MedPAC has released a draft to Congress a proposal calling for the repeal of the sustainable Growth Rate or SGR that is slated to cut physician's pay by 30% starting January 1, 2012. To offset the revenues incurred to Medicare by the repeal of the SGR, MedPAC recommends freezing physician pay for 10 years, and reducing pay for specialists by 5.9% for the first three of those ten years. Even with theses drastic reductions and freeze, however, it would only offset 1/3 of the anticipated lost savings from the scheduled SGR reductions, so additional revenue sources are needed. The remaining $235 billion would come from reductions in other healthcare services:
• 35% from Drugs
o Part D Low Income Subsidy cost sharing policy to encourage substitution
o Require manufacturers to provide Medicaid-level rebates for dual eligible
• 21% from Post-acute care
o Rebase SNF
o Apply readmission policy to SNFs, HH, LTCHs and IRFs
o Reduce hospice rates in nursing homes by 6%
• 14% from Beneficiaries
o Copayment for home health episode
• 11% from Hospitals
o Bundled payment for hospital and physician during the admission
o Pay E&M visits in hospital outpatient departments at physician fee schedule rates
• 9% from Labs
o Require prior authorization for imaging by outlier physicians
o Reduce payments by 10% for clinical lab services
• 6% from Durable Medical Equipment
o Apply competitive bidding offset to all DME categories
• 5% from Medicare Advantage
• 2% from Other
The MedPAC commission also supports an analysis of efficient practices to establish the service volume and work time rather than a sample of all practices, and then use their findings to establish the fee schedule and relative value units. Fee for Service is inherently flawed and additional incentives should be created, such as increased shared savings, to move providers into ACOs or other capitated/bundled payment systems.

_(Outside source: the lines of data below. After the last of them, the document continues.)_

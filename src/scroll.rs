//! Scroll Driver
//!
//! The library list is virtualized: only a window of rows is in the DOM at
//! any time and more appear as the container scrolls. The driver scrolls one
//! step at a time and re-harvests the whole rendered window after each step,
//! since rows may have been replaced rather than appended.

use tokio::time::{sleep, Instant};
use tracing::{debug, warn};

use crate::config::{ScrollSettings, UiSelectors};
use crate::error::{FlattenError, Result};
use crate::materialize::{harvest_rows, ChildSet, PageContext};
use crate::session::{BrowserSession, INITIAL_POLL_DELAY, MAX_POLL_DELAY};

/// How the end of a listing is detected
#[derive(Debug, Clone, Copy, PartialEq, Eq)]
pub enum ScrollStrategy {
    /// Stop once this many distinct rows have been seen
    CountBased { expected: usize },
    /// Stop once the scroll height no longer grows
    HeightBased,
}

impl ScrollStrategy {
    pub fn for_expected(expected_count: Option<usize>) -> Self {
        match expected_count {
            Some(expected) => ScrollStrategy::CountBased { expected },
            None => ScrollStrategy::HeightBased,
        }
    }
}

/// Summary of one driven listing
#[derive(Debug, Clone, Copy, PartialEq, Eq)]
pub struct ScrollOutcome {
    pub strategy: ScrollStrategy,
    /// Scroll steps performed
    pub iterations: usize,
    /// Distinct rows collected
    pub rows: usize,
}

pub struct ScrollDriver<'a> {
    settings: &'a ScrollSettings,
    selectors: &'a UiSelectors,
}

impl<'a> ScrollDriver<'a> {
    pub fn new(settings: &'a ScrollSettings, selectors: &'a UiSelectors) -> Self {
        Self {
            settings,
            selectors,
        }
    }

    /// Scroll the displayed listing until the strategy reports completion,
    /// merging every harvested row into `rows`
    pub async fn drive<S>(
        &self,
        session: &mut S,
        strategy: ScrollStrategy,
        page: &PageContext,
        rows: &mut ChildSet,
    ) -> Result<ScrollOutcome>
    where
        S: BrowserSession + ?Sized,
    {
        rows.merge(harvest_rows(session, self.selectors, page).await?);

        let iterations = match strategy {
            ScrollStrategy::CountBased { expected } => {
                self.until_count(session, expected, page, rows).await?
            }
            ScrollStrategy::HeightBased => self.until_stable_height(session, page, rows).await?,
        };

        debug!(
            url = %page.listing_url,
            iterations,
            rows = rows.len(),
            "Listing fully rendered"
        );
        Ok(ScrollOutcome {
            strategy,
            iterations,
            rows: rows.len(),
        })
    }

    async fn until_count<S>(
        &self,
        session: &mut S,
        expected: usize,
        page: &PageContext,
        rows: &mut ChildSet,
    ) -> Result<usize>
    where
        S: BrowserSession + ?Sized,
    {
        let container = &self.selectors.scroll_container_class;
        let mut iterations = 0;
        let mut stalled = 0;

        while rows.len() < expected {
            if iterations >= self.settings.max_iterations {
                warn!(url = %page.listing_url, iterations, "Scroll ceiling reached");
                return Err(incomplete(page, expected, rows));
            }

            let before = session.scroll_height(container).await?;
            session.scroll_by(container, self.settings.delta).await?;
            sleep(self.settings.count_wait).await;
            self.save_debug_screenshot(session).await?;

            let added = rows.merge(harvest_rows(session, self.selectors, page).await?);
            let after = session.scroll_height(container).await?;
            iterations += 1;

            if added == 0 && after == before {
                stalled += 1;
                if stalled >= self.settings.stall_limit {
                    warn!(
                        url = %page.listing_url,
                        expected,
                        found = rows.len(),
                        "Listing ended before its declared item count"
                    );
                    return Err(incomplete(page, expected, rows));
                }
            } else {
                stalled = 0;
            }

            debug!(iterations, found = rows.len(), expected, height = after, "Scrolled");
        }

        Ok(iterations)
    }

    async fn until_stable_height<S>(
        &self,
        session: &mut S,
        page: &PageContext,
        rows: &mut ChildSet,
    ) -> Result<usize>
    where
        S: BrowserSession + ?Sized,
    {
        let container = &self.selectors.scroll_container_class;
        let mut iterations = 0;

        loop {
            if iterations >= self.settings.max_iterations {
                return Err(FlattenError::ScrollLimit {
                    url: page.listing_url.clone(),
                    iterations,
                });
            }

            let before = session.scroll_height(container).await?;
            session.scroll_by(container, self.settings.delta).await?;
            self.settle(session, before).await?;
            self.save_debug_screenshot(session).await?;

            rows.merge(harvest_rows(session, self.selectors, page).await?);
            let after = session.scroll_height(container).await?;
            iterations += 1;

            debug!(iterations, found = rows.len(), height = after, "Scrolled");
            if after == before {
                return Ok(iterations);
            }
        }
    }

    /// Wait for the height to move away from `before`, polling with
    /// exponential backoff for at most the configured settle time
    async fn settle<S>(&self, session: &mut S, before: u64) -> Result<u64>
    where
        S: BrowserSession + ?Sized,
    {
        let deadline = Instant::now() + self.settings.height_wait;
        let mut delay = INITIAL_POLL_DELAY;

        loop {
            let now = Instant::now();
            if now >= deadline {
                return session
                    .scroll_height(&self.selectors.scroll_container_class)
                    .await;
            }
            sleep(delay.min(deadline - now)).await;

            let height = session
                .scroll_height(&self.selectors.scroll_container_class)
                .await?;
            if height != before {
                return Ok(height);
            }
            delay = (delay * 2).min(MAX_POLL_DELAY);
        }
    }

    async fn save_debug_screenshot<S>(&self, session: &mut S) -> Result<()>
    where
        S: BrowserSession + ?Sized,
    {
        if let Some(path) = &self.settings.debug_screenshot {
            let png = session.screenshot().await?;
            tokio::fs::write(path, png).await?;
        }
        Ok(())
    }
}

fn incomplete(page: &PageContext, expected: usize, rows: &ChildSet) -> FlattenError {
    FlattenError::IncompleteListing {
        url: page.listing_url.clone(),
        expected,
        found: rows.len(),
    }
}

AMA and American College of Radiology have already objected to the provisions saying it would lead to access problems for Medicare beneficiaries and would prevent providers from getting the people and equipment necessary to provide the best quality of care. The current Medicare payments already fall 20% behind the cost of running a practice even by Medicare's own estimates, and a larger gap would be unsustainable. The ACR also stated that it would undermine the move towards Accountable Care Organizations and multispecialty coordination of care.
Implications
These MedPAC provisions if adopted by Congress , could impact pharmaceutical revenues, patient copays, and reduction in provider revenues. Will providers shift to lower co-pays for patients? What will be the provider office and hospital strategies in response to these changes? Now, there is an opportunity to proactively influence these provisions by commenting by October 6-7, 2011. SMT is available to assist in building a strategy that is supported by comments that address those changes which may impact your product sales. The SGR shift to preserve physician revenues will need funding and drugs are a target. Please contact Nevin Whitelaw at nevin@smt-inc.net to discuss the Risks and Opportunities available to pharma to influence these proposed changes.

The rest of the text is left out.